At trial, Vital testified that his condition had gradually worsened, especially in the past month. He stated that while the 2003 surgery initially relieved his pain, his pain returned after about one year post surgery. According to Vital, in the interim between his August 2004 and November 2007 visits with Dr. Gunderson, he received Hydrocodone for back and leg pain from a Dr. Clawson who was 15treating him for bladder infections. Vital explained that he has good and bad days, but that the bad days outnumber the good, and that he has to remain in bed on those bad days. He stated that he would like to work if able and that he would have the second surgery recommended by Dr. Gunderson if it would relieve his pain.

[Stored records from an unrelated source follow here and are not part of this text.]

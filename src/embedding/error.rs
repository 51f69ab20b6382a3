use thiserror::Error;

#[derive(Debug, Error)]
/// Errors returned by embedding providers.
pub enum EmbeddingError {
    /// The inference endpoint could not be reached or returned a failure status.
    #[error("embedding request to '{url}' failed: {message}")]
    RequestFailed {
        /// Endpoint URL.
        url: String,
        /// Error message.
        message: String,
    },

    /// The endpoint responded with a body we could not interpret.
    #[error("invalid embedding response: {reason}")]
    InvalidResponse {
        /// What was wrong with the response.
        reason: String,
    },

    /// The returned vector had the wrong dimension.
    #[error("invalid embedding dimension: expected {expected}, got {actual}")]
    DimensionMismatch {
        /// Expected dimension.
        expected: usize,
        /// Actual dimension.
        actual: usize,
    },
}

Stine assigns great significance to the fact that there was a three-year period after his surgery when Vital did not seek the care of Dr. Gunderson, his treating orthopedist. However, Vital testified that he received medication for his back and leg pain during that time from a physician that he was seeing for an unrelated condition. Stine also insists that Dr. Foret believed that Vital was not totally disabled and was capable of performing some type of light-duty sedentary work, while completely overlooking the fact that Dr. Foret agreed that Vital would be unable to work at any type of job if he were to regularly have bad days. Given the totality of the evidence and testimony, we cannot say that the WCJ was clearly wrong in making the legal determination that Stine failed to meet its burden of proving that Vital is no longer disabled.

DECREE

For the foregoing reasons, the judgment of the WCJ denying Stine, Inc.’s, motion to modify John Vital’s benefits from tempo*178rarily totally disability benefits to supplemental earnings benefits is affirmed. All costs of this appeal are assessed against Stine, Inc.

AFFIRMED.

. See La.R.S. 23:1221 (3)(d)(ii).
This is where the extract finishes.